On the economic field, it was Paul Volcker, the Keynesian who was however also a pragmatist, who administered the sharp monetarist shock in his role as chief of the US Federal Reserve. His sustained tight money policy led to the imposition of austerity on a global scale and a sharp recession in the US in 1981-2. He had been preceded by the pilot model in Chile, after General Pinochet took power, and was advised by Friedman and other enthusiasts of economic liberalism. In UK too, Margaret Thatcher came before Volcker. But given the centrality of the US economy it was Volcker’s initiative that had a global effect. Austerity was taken up by the IMF and World Bank and became the global slogan. And this was done everywhere, formally under the banner of the free market, but in fact through huge state action. In the USA, Ronald Reagan smashed a major strike by air traffic controllers. Volcker hailed it as the best support given to his effort by the state. He was right. The fear of losing one’s job is what weakens unions. The breaking of PATCO (Professional Air Traffic Controllers Organization ) through firing over 11000 or the thirteen thousand PATCO members, Reagan decisively changed the relationship between capital and labour in the USA.

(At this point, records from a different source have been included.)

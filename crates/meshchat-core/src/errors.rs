//! Error types for the mesh layer
//!
//! Errors are reported once through `Result` or dropped with a diagnostic
//! trace; nothing here is fatal to the process.

// ----------------------------------------------------------------------------
// Specific Error Types
// ----------------------------------------------------------------------------

/// Transport-boundary errors
#[derive(Debug, thiserror::Error)]
pub enum TransportError {
    #[error("advertising or browsing could not start: {reason}")]
    StartFailed { reason: String },
    #[error("send to {peer_count} peer(s) failed: {reason}")]
    SendFailed { peer_count: usize, reason: String },
    #[error("invitation to peer {peer} failed: {reason}")]
    InviteFailed { peer: String, reason: String },
    #[error("transport is not running")]
    NotRunning,
    #[error("transport event stream closed")]
    EventStreamClosed,
}

/// Wire frame codec errors
#[derive(Debug, thiserror::Error)]
pub enum FrameError {
    #[error("unsupported frame version: expected {expected}, got {actual}")]
    UnsupportedVersion { expected: u8, actual: u8 },
    #[error("frame codec error: {0}")]
    Codec(#[from] bincode::Error),
}

// ----------------------------------------------------------------------------
// Top-Level Error Type
// ----------------------------------------------------------------------------

/// Core error type for the mesh layer
#[derive(Debug, thiserror::Error)]
pub enum MeshError {
    #[error("frame error: {0}")]
    Frame(#[from] FrameError),

    #[error("transport error: {0}")]
    Transport(#[from] TransportError),

    /// Channel communication error (internal plumbing)
    #[error("channel error: {message}")]
    Channel { message: String },
}

impl From<bincode::Error> for MeshError {
    fn from(err: bincode::Error) -> Self {
        MeshError::Frame(FrameError::Codec(err))
    }
}

// ----------------------------------------------------------------------------
// Convenience Error Constructors
// ----------------------------------------------------------------------------

impl MeshError {
    /// Create a channel error with a message
    pub fn channel_error<T: Into<String>>(message: T) -> Self {
        MeshError::Channel {
            message: message.into(),
        }
    }

    /// Create a transport start failure with a reason
    pub fn start_failed<T: Into<String>>(reason: T) -> Self {
        MeshError::Transport(TransportError::StartFailed {
            reason: reason.into(),
        })
    }

    /// Create a send failure covering a whole broadcast call
    pub fn send_failed<T: Into<String>>(peer_count: usize, reason: T) -> Self {
        MeshError::Transport(TransportError::SendFailed {
            peer_count,
            reason: reason.into(),
        })
    }
}

// ----------------------------------------------------------------------------
// Type Aliases
// ----------------------------------------------------------------------------

pub type Result<T> = core::result::Result<T, MeshError>;
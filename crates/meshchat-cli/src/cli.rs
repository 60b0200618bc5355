//! Command line interface definition

use std::path::PathBuf;

use clap::Parser;

/// MeshChat demo: an in-process mesh of chatting peers
#[derive(Debug, Parser)]
#[command(name = "meshchat", version, about)]
pub struct Cli {
    /// Path to a TOML configuration file
    #[arg(short, long)]
    pub config: Option<PathBuf>,

    /// Enable debug logging
    #[arg(short, long)]
    pub verbose: bool,

    /// Number of in-process peers to spawn (overrides config)
    #[arg(long)]
    pub peers: Option<usize>,

    /// Name of the first peer; the rest derive from it
    #[arg(long)]
    pub name: Option<String>,

    /// Message broadcast by the first peer once the mesh is up
    #[arg(short, long)]
    pub message: Option<String>,
}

Volcker’s successor as Federal Reserve chairperson, Alan Greenspan, said in 2003: Perhaps the most important, and then highly controversial, domestic initiative was the firing of the air traffic controllers in August 1981. The President invoked the law that striking government employees forfeit their jobs, an action that unsettled those who cynically believed no President would ever uphold that law. President Reagan prevailed, as you know, but far more importantly his action gave weight to the legal right of private employers, previously not fully exercised, to use their own discretion to both hire and discharge workers.


What is significant in the Indian case is that the Indian capitalist class followed a closely parallel path. In 1974, working class combativity in India had reached a peak. The number of workdays lost owing to all industrial disputes in India touched 40 million in 1974, more than double that recorded in any single year during the preceding decade. In the Railways, government patronage of the two dominant unions led to two developments that provoked the upsurge of workers in 1974. One, the distance between the officially recognised unions and the rank and file widened because workers no longer saw the unions as representing their interests before the government. Secondly, the government's patronage of the officially recognised unions, at the exclusion of all other voices of the working class, led to a complete blockage of possibilities of the redress of the grievances of ordinary workers. The situation was thus fertile for an explosion of anger from below. Although on paper more than 70 per cent of the 1.4 million rail employees (permanent ones) were members of the two official unions on the eve of the strike, they led the leadership to the strike.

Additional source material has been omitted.